Creating a revenue sharing model that is satisfactory to all is easier said than done, these experts note. It's a fundamental question: If "information wants to be free," as many assert, how do you make money?
On Sept. 18, 2006, YouTube, the largest video sharing site on the web, and Warner Music Group announced a deal to distribute WMG's music video catalog on YouTube. The catalog includes music videos, behind-the-scenes footage, artist interviews and other special content. In addition, YouTube's bevy of amateur video producers can use WMG's music library as soundtracks for the content they upload. As for copyright management, YouTube plans to build a content identification and royalty reporting system to identify video content — such as the most recent Madonna video — and divvy out payments to artists. The system, to be launched by the end of the year, will allow WMG to authorize rights to YouTube users. Advertising revenue will be shared between WMG and YouTube.
In a statement, YouTube CEO Chad Hurley says the deal "is paving the way for media companies to harness the vast potential of user-generated content on YouTube." For his part, WMG CEO Edgar Bronfman, Jr. — who headed Vivendi Universal when recording companies sued the original Napster music file-sharing service and shut it down in 2000 (Napster has since relaunched as a legal music subscription service) — said the partnership will "enable artists to reach consumers in new ways, and ensure that copyright holders and artists are fairly compensated."
Crushed by Copyright Lawsuits
While details about the WMG/YouTube deal aren't fully fleshed out, some experts at Wharton are optimistic. Wharton marketing professor Peter Fader says YouTube's latest partnership (it also has a promotional deal with NBC) is "the single biggest business development deal in the history of digital media. This changes everything, and people will look back at it as a turning point." Wharton public policy professor Joel Waldfogel acknowledges that YouTube is "becoming more attractive to media partners as more people use it," but cautions that the WMG deal is just a first step to discovering a business model. Media and entertainment expert Nelson Gayton, an adjunct professor at Wharton, says copyright concerns still linger over YouTube, while other industry watchers — notably Internet entrepreneur, industry commentator and Dallas Mavericks owner Mark Cuban — say YouTube could be crushed by copyright lawsuits because it largely distributes unlicensed content.
"First, you have to ask why YouTube got all the traffic and the myriad other sites didn't. The answer is simple. It's free and it allowed copyright violations where others didn't," says Cuban. "So the issue is that YouTube is in the exact same boat as Napster was. Napster had a thousand reasons why the labels should let them exist — most of which I agreed with. It helped sell content. It was a great promotional platform. However, that isn't enough to appease the rainbow of rights holders associated with every video with music, or every video that first appeared on TV, DVD or movie screen."

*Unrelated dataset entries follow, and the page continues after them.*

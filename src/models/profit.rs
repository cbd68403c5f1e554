//! Profit split models
//!
//! Owners and clients keep 100% of gross profit. Team members deduct a share
//! into the shared team pool.

use chrono::NaiveDateTime;
use rust_decimal::Decimal;
use serde::{Deserialize, Serialize};

use crate::entities::{profit_splits, team_pool_contributions};
use crate::services::price_utils::round_cents;

#[derive(Debug, Clone, Copy, PartialEq, Eq, Hash, Serialize, Deserialize)]
#[serde(rename_all = "lowercase")]
pub enum UserType {
    Owner,
    Client,
    Team,
}

impl UserType {
    pub fn as_str(&self) -> &'static str {
        match self {
            UserType::Owner => "owner",
            UserType::Client => "client",
            UserType::Team => "team",
        }
    }

    pub fn from_str(s: &str) -> Option<Self> {
        match s.to_lowercase().as_str() {
            "owner" => Some(UserType::Owner),
            "client" => Some(UserType::Client),
            "team" => Some(UserType::Team),
            _ => None,
        }
    }
}

/// Who a sale is recorded for. Each variant carries only what it needs.
///
/// ```json
/// { "type": "team", "memberId": "alice", "profitSharePercentage": 25 }
/// ```
#[derive(Debug, Clone, PartialEq, Serialize, Deserialize)]
#[serde(tag = "type", rename_all = "lowercase", rename_all_fields = "camelCase")]
pub enum UserContext {
    Owner {
        user_id: String,
    },
    Client {
        user_id: String,
    },
    Team {
        member_id: String,
        /// Falls back to the process-level default when absent
        #[serde(default)]
        profit_share_percentage: Option<Decimal>,
    },
}

impl UserContext {
    pub fn user_type(&self) -> UserType {
        match self {
            UserContext::Owner { .. } => UserType::Owner,
            UserContext::Client { .. } => UserType::Client,
            UserContext::Team { .. } => UserType::Team,
        }
    }

    pub fn user_id(&self) -> &str {
        match self {
            UserContext::Owner { user_id } | UserContext::Client { user_id } => user_id,
            UserContext::Team { member_id, .. } => member_id,
        }
    }
}

/// Result of splitting one sale's gross profit
#[derive(Debug, Clone, PartialEq, Eq)]
pub struct ProfitSplit {
    pub user_type: UserType,
    pub user_id: String,
    pub sale_price: Decimal,
    pub cost: Decimal,
    pub gross_profit: Decimal,
    pub team_share: Decimal,
    pub user_profit: Decimal,
    /// Percentage deducted into the pool (0 for owner/client)
    pub profit_share_percentage: Decimal,
    pub retained_percentage: Decimal,
}

/// Body of POST /api/sales
#[derive(Debug, Clone, Serialize, Deserialize)]
#[serde(rename_all = "camelCase")]
pub struct RecordSaleRequest {
    pub product_name: String,
    pub sale_price: Decimal,
    pub cost: Decimal,
    pub platform: String,
    pub user_type: UserContext,
}

impl RecordSaleRequest {
    pub fn validate(&self) -> Result<(), String> {
        if self.product_name.trim().is_empty() {
            return Err("productName cannot be empty".to_string());
        }
        if self.platform.trim().is_empty() {
            return Err("platform cannot be empty".to_string());
        }
        if self.sale_price < Decimal::ZERO {
            return Err("salePrice cannot be negative".to_string());
        }
        if self.cost < Decimal::ZERO {
            return Err("cost cannot be negative".to_string());
        }
        if self.user_type.user_id().trim().is_empty() {
            return Err("user id cannot be empty".to_string());
        }
        Ok(())
    }
}

/// A persisted split, as returned to callers
#[derive(Debug, Clone, PartialEq, Serialize, Deserialize)]
#[serde(rename_all = "camelCase")]
pub struct ProfitSplitRecord {
    pub id: i32,
    pub user_type: UserType,
    pub user_id: String,
    #[serde(skip_serializing_if = "Option::is_none")]
    pub order_id: Option<String>,
    pub product_name: String,
    pub platform: String,
    #[serde(with = "rust_decimal::serde::float")]
    pub sale_price: Decimal,
    #[serde(with = "rust_decimal::serde::float")]
    pub cost: Decimal,
    #[serde(with = "rust_decimal::serde::float")]
    pub gross_profit: Decimal,
    #[serde(with = "rust_decimal::serde::float")]
    pub team_share: Decimal,
    #[serde(with = "rust_decimal::serde::float")]
    pub user_profit: Decimal,
    #[serde(with = "rust_decimal::serde::float")]
    pub profit_share_percentage: Decimal,
    #[serde(with = "rust_decimal::serde::float")]
    pub profit_percentage_retained_by_user: Decimal,
    pub recorded_at: NaiveDateTime,
}

impl ProfitSplitRecord {
    pub fn from_model(model: profit_splits::Model) -> Option<Self> {
        Some(Self {
            id: model.id,
            user_type: UserType::from_str(&model.user_type)?,
            user_id: model.user_id,
            order_id: model.order_id,
            product_name: model.product_name,
            platform: model.platform,
            sale_price: model.sale_price,
            cost: model.cost,
            gross_profit: model.gross_profit,
            team_share: model.team_share,
            user_profit: model.user_profit,
            profit_share_percentage: model.profit_share_percentage,
            profit_percentage_retained_by_user: model.retained_percentage,
            recorded_at: model.recorded_at,
        })
    }
}

/// Query parameters for GET /api/sales/ledger
#[derive(Debug, Clone, Deserialize)]
#[serde(rename_all = "camelCase")]
pub struct LedgerQuery {
    pub user_type: String,
    pub user_id: String,
}

#[derive(Debug, Clone, Serialize, Deserialize)]
#[serde(rename_all = "camelCase")]
pub struct LedgerResponse {
    pub user_type: UserType,
    pub user_id: String,
    pub sales: Vec<ProfitSplitRecord>,
    #[serde(with = "rust_decimal::serde::float")]
    pub total_user_profit: Decimal,
    #[serde(with = "rust_decimal::serde::float")]
    pub total_team_share: Decimal,
}

#[derive(Debug, Clone, PartialEq, Serialize, Deserialize)]
#[serde(rename_all = "camelCase")]
pub struct PoolContribution {
    pub contributor_id: String,
    #[serde(with = "rust_decimal::serde::float")]
    pub amount: Decimal,
    pub split_id: i32,
    pub contributed_at: NaiveDateTime,
}

impl From<team_pool_contributions::Model> for PoolContribution {
    fn from(model: team_pool_contributions::Model) -> Self {
        Self {
            contributor_id: model.contributor_id,
            amount: round_cents(model.amount),
            split_id: model.split_id,
            contributed_at: model.contributed_at,
        }
    }
}

#[derive(Debug, Clone, Serialize, Deserialize)]
#[serde(rename_all = "camelCase")]
pub struct TeamPoolSummary {
    #[serde(with = "rust_decimal::serde::float")]
    pub pool_total: Decimal,
    pub contribution_count: i64,
    pub recent_contributions: Vec<PoolContribution>,
}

The real fate of YouTube may lie somewhere between the predictions of Fader and Cuban. Supporters such as Fader say YouTube's critical mass could force other content owners into similar partnerships, and he also believes YouTube could become the premier brand in video, much like Apple dominates music and Google is synonymous with search. But first, YouTube has to find a business model that appeases copyright holders and delivers strong revenue and profit growth.
Waldfogel says it's unclear whether YouTube can maintain its momentum. Like Cuban, Waldfogel notes that YouTube's video content consists of "a lot of junk and stuff that's stolen." Meanwhile, YouTube doesn't appear to have anything proprietary that would prevent consumers from going elsewhere. "The question I come back to is: Why would this business stick?" says Waldfogel.
What remains to be seen is whether YouTube's recent deal with Warner Music Group lays the groundwork for a media world where content is distributed without copyright worries. "The problem that YouTube and WMG tried to address is what to do with user-generated content that incorporates copyrighted material," says Gayton.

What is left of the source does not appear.